Думая о дружбе этих людей, я случайно отыскал записки одной из учениц Гоги, которая посещала возглавляемую им русскую секцию при Союзе писателей Грузии, и порадовался её благодарной памяти: "Учителям доставалось не меньше, чем ученикам. Странно, что я долго не могла найти Георгия Мазурина в Интернете ни среди поэтов, ни среди художников, ни среди "великих", ни среди "знаменитых", ни среди "никаких". И столь неожиданно, как и долгожданно <…> – copy right 2012 на сайте русской православной церкви "Храм великомученицы Анастасии Узорешительницы в Тёплом Стане", задушевные воспоминания о нём архимандрита Рафаила (Карелина). И в то же время предвзято несправедливое о нём – у Станислава Куняева в книге "Жрецы и жертвы Холокоста. Кровавые язвы мировой истории". <…> Георгий Александрович Мазурин… Военный лётчик в неполные семнадцать лет, боксёр полутяжёлого веса (второе место в РСФСР), художник-передвижник, уехавший на ГУЛАГ, чтобы рисовать советских политкаторжан. <…> У него не было денег на краски и холст, и он рисовал на картоне…"

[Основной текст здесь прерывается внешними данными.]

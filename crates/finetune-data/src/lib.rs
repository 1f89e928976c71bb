//! Directory-based image data supply.
//!
//! This crate discovers class-labelled images on disk, augments training
//! images and turns both splits into unbounded, reproducible batch streams
//! that batch into Burn tensors.

pub mod augmentation;
pub mod batcher;
pub mod dataset;
pub mod loader;
pub mod preprocess;
pub mod stream;
pub mod supply;

pub use augmentation::{AffineParams, Augmenter};
pub use batcher::{ImageBatch, ImageBatcher, ImageItem};
pub use dataset::ClassDirectory;
pub use loader::{is_image_file, scan_images, ImageLoader};
pub use preprocess::to_chw_tensor;
pub use stream::BatchStream;
pub use supply::DataSupply;
impl InceptionV3Config {
    /// Builds the backbone, registering its 311 layers in `graph`.
    pub fn init<B: Backend>(&self, graph: &mut LayerGraphBuilder, device: &B::Device) -> InceptionV3<B> {
        graph.push_named(LayerKind::Input, "input_1");

        let mut b = BlockBuilder::<B> {
            graph,
            config: self,
            device,
        };

        let conv2d_1a = b.conv_with([self.in_channels, 32], [3, 3], [2, 2], Padding::Valid);
        let conv2d_2a = b.conv_with([32, 32], [3, 3], [1, 1], Padding::Valid);
        let conv2d_2b = b.conv([32, 64], [3, 3]);
        let maxpool1 = b.max_pool();
        let conv2d_3b = b.conv_with([64, 80], [1, 1], [1, 1], Padding::Valid);
        let conv2d_4a = b.conv_with([80, 192], [3, 3], [1, 1], Padding::Valid);
        let maxpool2 = b.max_pool();

        let blocks_35: Vec<InceptionA<B>> = [(192, 32), (256, 64), (288, 64)]
            .into_iter()
            .enumerate()
            .map(|(i, (in_channels, pool_features))| {
                InceptionA::new(&mut b, in_channels, pool_features, format!("mixed{i}"))
            })
            .collect();
        let reduction_17 = InceptionB::new(&mut b, 288, "mixed3".into());
        let blocks_17: Vec<InceptionC<B>> = [128, 160, 160, 192]
            .into_iter()
            .enumerate()
            .map(|(i, c7)| InceptionC::new(&mut b, 768, c7, format!("mixed{}", i + 4)))
            .collect();
        let reduction_8 = InceptionD::new(&mut b, 768, "mixed8".into());
        let blocks_8 = vec![
            InceptionE::new(&mut b, 1280, 9),
            InceptionE::new(&mut b, FEATURE_CHANNELS, 10),
        ];

        InceptionV3 {
            conv2d_1a,
            conv2d_2a,
            conv2d_2b,
            maxpool1,
            conv2d_3b,
            conv2d_4a,
            maxpool2,
            blocks_35,
            reduction_17,
            blocks_17,
            reduction_8,
            blocks_8,
        }
    }
}

impl<B: Backend> InceptionV3<B> {
    /// `[N, 3, H, W]` -> `[N, 2048, h, w]`; H and W must be at least 75.
    pub fn forward(&self, x: Tensor<B, 4>) -> Tensor<B, 4> {
        let x = self.conv2d_1a.forward(x);
        let x = self.conv2d_2a.forward(x);
        let x = self.conv2d_2b.forward(x);
        let x = self.maxpool1.forward(x);
        let x = self.conv2d_3b.forward(x);
        let x = self.conv2d_4a.forward(x);
        let x = self.maxpool2.forward(x);

        let x = self.blocks_35.iter().fold(x, |x, block| block.forward(x));
        let x = self.reduction_17.forward(x);
        let x = self.blocks_17.iter().fold(x, |x, block| block.forward(x));
        let x = self.reduction_8.forward(x);
        self.blocks_8.iter().fold(x, |x, block| block.forward(x))
    }

    /// Sets `require_grad` on every parameter from its layer's flag.
    pub fn apply_trainable(&mut self, graph: &LayerGraph) {
        self.conv2d_1a.apply_trainable(graph);
        self.conv2d_2a.apply_trainable(graph);
        self.conv2d_2b.apply_trainable(graph);
        self.conv2d_3b.apply_trainable(graph);
        self.conv2d_4a.apply_trainable(graph);
        for block in self.blocks_35.iter_mut() {
            block.apply_trainable(graph);
        }
        self.reduction_17.apply_trainable(graph);
        for block in self.blocks_17.iter_mut() {
            block.apply_trainable(graph);
        }
        self.reduction_8.apply_trainable(graph);
        for block in self.blocks_8.iter_mut() {
            block.apply_trainable(graph);
        }
    }

    /// First stem convolution, exposed for parameter checks
    pub fn stem(&self) -> &BasicConv2d<B> {
        &self.conv2d_1a
    }

    /// First convolution of `mixed9`, the first block above the default
    /// fine-tuning boundary
    pub fn mixed9_entry(&self) -> Option<&BasicConv2d<B>> {
        self.blocks_8.first().map(|block| &block.branch1x1)
    }
}
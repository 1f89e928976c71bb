//! Conversion of decoded images into network input values.

use finetune_core::PixelScaling;
use image::RgbImage;

/// Flattens an RGB image into CHW order, scaling every channel value.
pub fn to_chw_tensor(image: &RgbImage, scaling: PixelScaling) -> Vec<f32> {
    let (width, height) = (image.width() as usize, image.height() as usize);
    let plane = width * height;
    let mut data = vec![0.0f32; 3 * plane];

    for (x, y, pixel) in image.enumerate_pixels() {
        let offset = y as usize * width + x as usize;
        data[offset] = scaling.apply(pixel[0]);
        data[plane + offset] = scaling.apply(pixel[1]);
        data[2 * plane + offset] = scaling.apply(pixel[2]);
    }

    data
}
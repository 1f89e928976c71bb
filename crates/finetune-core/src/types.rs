//! Core type definitions shared across the data and training crates.

use serde::{Deserialize, Serialize};
use std::path::PathBuf;

/// A class discovered as a subdirectory of a dataset root
#[derive(Debug, Clone, Serialize, Deserialize, PartialEq, Eq, Hash)]
pub struct ClassLabel {
    /// Label index, assigned in sorted name order
    pub id: usize,
    /// Subdirectory name
    pub name: String,
}

impl ClassLabel {
    pub fn new(id: usize, name: impl Into<String>) -> Self {
        Self {
            id,
            name: name.into(),
        }
    }
}

/// Represents an image file with its label
#[derive(Debug, Clone, Serialize, Deserialize, PartialEq, Eq)]
pub struct ImageSample {
    /// Path to the image file
    pub path: PathBuf,
    /// Class label (index)
    pub label: usize,
}

impl ImageSample {
    pub fn new(path: PathBuf, label: usize) -> Self {
        Self { path, label }
    }
}

/// Data split type
#[derive(Debug, Clone, Copy, Serialize, Deserialize, PartialEq, Eq)]
pub enum DataSplit {
    /// Training data, augmented
    Train,
    /// Validation data, resized only
    Validation,
}

impl std::fmt::Display for DataSplit {
    fn fmt(&self, f: &mut std::fmt::Formatter<'_>) -> std::fmt::Result {
        match self {
            DataSplit::Train => write!(f, "train"),
            DataSplit::Validation => write!(f, "validation"),
        }
    }
}

/// The two training phases of a run
#[derive(Debug, Clone, Copy, Serialize, Deserialize, PartialEq, Eq)]
pub enum TrainingPhase {
    /// Head-only training on a frozen backbone
    Warmup,
    /// Training with the top of the backbone unfrozen
    FineTune,
}

impl TrainingPhase {
    /// Directory name used for the phase's scalar logs
    pub fn log_dir_name(&self) -> &'static str {
        match self {
            TrainingPhase::Warmup => "training",
            TrainingPhase::FineTune => "fine_tuning",
        }
    }
}

impl std::fmt::Display for TrainingPhase {
    fn fmt(&self, f: &mut std::fmt::Formatter<'_>) -> std::fmt::Result {
        match self {
            TrainingPhase::Warmup => write!(f, "warm-up"),
            TrainingPhase::FineTune => write!(f, "fine-tuning"),
        }
    }
}

/// Image dimensions
#[derive(Debug, Clone, Copy, Serialize, Deserialize, PartialEq, Eq)]
pub struct ImageDimensions {
    pub width: u32,
    pub height: u32,
    pub channels: u32,
}

impl ImageDimensions {
    pub fn new(width: u32, height: u32, channels: u32) -> Self {
        Self {
            width,
            height,
            channels,
        }
    }

    /// InceptionV3 input size (299x299 RGB)
    pub fn inception() -> Self {
        Self::new(299, 299, 3)
    }

    /// Number of f32 values in one CHW image
    pub fn num_values(&self) -> usize {
        (self.width * self.height * self.channels) as usize
    }
}

impl Default for ImageDimensions {
    fn default() -> Self {
        Self::inception()
    }
}

#[cfg(test)]
mod tests {
    use super::*;

    #[test]
    fn test_inception_dimensions() {
        let dims = ImageDimensions::inception();
        assert_eq!((dims.width, dims.height, dims.channels), (299, 299, 3));
        assert_eq!(dims.num_values(), 299 * 299 * 3);
    }

    #[test]
    fn test_phase_log_dirs() {
        assert_eq!(TrainingPhase::Warmup.log_dir_name(), "training");
        assert_eq!(TrainingPhase::FineTune.log_dir_name(), "fine_tuning");
    }

    #[test]
    fn test_split_display() {
        assert_eq!(DataSplit::Train.to_string(), "train");
        assert_eq!(DataSplit::Validation.to_string(), "validation");
    }
}
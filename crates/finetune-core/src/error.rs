//! Error types shared by every fine-tuning crate.

use thiserror::Error;

/// Main error type for a fine-tuning run.
#[derive(Error, Debug)]
pub enum Error {
    /// IO error occurred
    #[error("IO error: {0}")]
    Io(#[from] std::io::Error),

    /// Image decoding or transformation failed
    #[error("Image processing error: {0}")]
    Image(String),

    /// Model construction or weight loading failed
    #[error("Model error: {0}")]
    Model(String),

    /// Dataset directory is missing, empty or malformed
    #[error("Dataset error: {0}")]
    Dataset(String),

    /// Configuration error
    #[error("Configuration error: {0}")]
    Config(String),

    /// Training loop error
    #[error("Training error: {0}")]
    Training(String),

    /// Serialization error
    #[error("Serialization error: {0}")]
    Serialization(String),

    /// Invalid argument error
    #[error("Invalid argument: {0}")]
    InvalidArgument(String),

    /// Not found error
    #[error("Not found: {0}")]
    NotFound(String),
}

impl From<serde_json::Error> for Error {
    fn from(err: serde_json::Error) -> Self {
        Error::Serialization(err.to_string())
    }
}

impl From<image::ImageError> for Error {
    fn from(err: image::ImageError) -> Self {
        Error::Image(err.to_string())
    }
}

/// Specialized Result type for fine-tuning operations.
pub type Result<T> = std::result::Result<T, Error>;

#[cfg(test)]
mod tests {
    use super::*;

    #[test]
    fn test_error_display() {
        let err = Error::Dataset("no images under data/train".to_string());
        assert_eq!(err.to_string(), "Dataset error: no images under data/train");
    }

    #[test]
    fn test_io_error_conversion() {
        let io_err = std::io::Error::new(std::io::ErrorKind::PermissionDenied, "read-only");
        let err: Error = io_err.into();
        assert!(matches!(err, Error::Io(_)));
    }

    #[test]
    fn test_json_error_conversion() {
        let json_err = serde_json::from_str::<u32>("not a number").unwrap_err();
        let err: Error = json_err.into();
        assert!(matches!(err, Error::Serialization(_)));
    }
}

Об этих "картонках" – несколько слов в дополнение. Однажды меня пригласили в гости к одному академику, любителю редкостей и классической музыки, – пригласили таинственно, попросив "не распространяться". Поэт Александр Цыбулевский сообщил по секрету: Гоги будет показывать свои картины. Что-то такое об этих картинах доходило до меня, но слухи были слишком туманные. С такими вещами тогда не шутили. "Рецензии о вернисаже в данном случае не напишешь", – добавил Шура. И догадка оказалась верной. Я заново открыл для себя Гоги. Эти холсты выбросить из памяти было невозможно! Первое, что бросилось в глаза, – беспомощное, растерянное, искривлённое лицо Кики. Мазурин изобразил его на зелёном шаре, до ужаса неустойчивом, теряющем опору. Шар вертелся, но не так, как тот, песенный, голубой, который над мостовой совершал вальсированные обороты, помогая кавалеру украсть барышню, – этот, зелёный, будто сама тоска, вертелся со страшной силой, всё ускоряясь и ускоряясь. Ещё секунда – и Кика, нелепый своей похожестью на Хрущёва, будет сброшен в никуда, в тартарары. И потому он отчаянно хватается за ненадёжную, бугристую почву. Кто-то ойкнул: ведь эту выставку Мазурин развернул рядом с проспектом Руставели, в двух шагах от республиканского КГБ. Каждая из картин тянула на лишение свободы.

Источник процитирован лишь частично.